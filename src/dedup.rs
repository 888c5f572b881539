//! Item deduplication by URL.
//!
//! Duplicates are removed first within one acquisition batch, then against
//! URLs already persisted. Storage lookups are chunked to stay under the
//! database's bound-parameter limit.

use std::collections::HashSet;

use crate::db::DbPool;
use crate::store::ItemRepository;
use crate::Result;

/// Key used to detect duplicate items.
pub trait DedupKey {
    fn dedup_key(&self) -> &str;
}

/// Remove duplicates within one batch, keeping the first occurrence.
pub fn in_batch<T: DedupKey>(items: Vec<T>) -> Vec<T> {
    let mut seen = HashSet::with_capacity(items.len());
    items
        .into_iter()
        .filter(|item| seen.insert(item.dedup_key().to_string()))
        .collect()
}

/// Drop every item whose key is in `existing`.
pub fn without_existing<T: DedupKey>(items: Vec<T>, existing: &HashSet<String>) -> Vec<T> {
    items
        .into_iter()
        .filter(|item| !existing.contains(item.dedup_key()))
        .collect()
}

/// Look up which of `items` are already stored, `chunk_size` URLs per query.
pub async fn existing_in_storage<T: DedupKey>(
    pool: &DbPool,
    items: &[T],
    chunk_size: usize,
) -> Result<HashSet<String>> {
    let urls: Vec<String> = items.iter().map(|i| i.dedup_key().to_string()).collect();
    ItemRepository::new(pool).existing_urls(&urls, chunk_size).await
}
//! Item acquisition: syndication feeds first, HTML scraping as fallback.

pub mod feed;
pub mod scrape;

use chrono::{DateTime, Utc};

use crate::dedup::DedupKey;
use crate::thumbnail::ThumbnailHints;

pub use feed::{FeedAcquirer, ParsedFeed};
pub use scrape::ScrapeAcquirer;

/// An item candidate produced by one of the acquisition tiers.
#[derive(Debug, Clone, PartialEq)]
pub struct AcquiredItem {
    /// Trimmed, non-empty title.
    pub title: String,
    /// Absolute item URL, the dedup key.
    pub url: String,
    /// Publication time from the origin, never fabricated.
    pub published_at: Option<DateTime<Utc>>,
    /// Thumbnail references carried by the origin format.
    pub hints: ThumbnailHints,
}

impl AcquiredItem {
    /// Create an item with no date and no thumbnail hints.
    pub fn new(title: impl Into<String>, url: impl Into<String>) -> Self {
        Self {
            title: title.into(),
            url: url.into(),
            published_at: None,
            hints: ThumbnailHints::default(),
        }
    }
}

impl DedupKey for AcquiredItem {
    fn dedup_key(&self) -> &str {
        &self.url
    }
}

----------

§ What to produce
A word-for-word copy of the lines above from the one with "fn dedup_key(&self) -> &str;" through the one with "Drop every item", inclusive, is the only output wanted.

§ Response
    fn dedup_key(&self) -> &str;
}

/// Remove duplicates within one batch, keeping the first occurrence.
pub fn in_batch<T: DedupKey>(items: Vec<T>) -> Vec<T> {
    let mut seen = HashSet::with_capacity(items.len());
    items
        .into_iter()
        .filter(|item| seen.insert(item.dedup_key().to_string()))
        .collect()
}

/// Drop every item whose key is in `existing`.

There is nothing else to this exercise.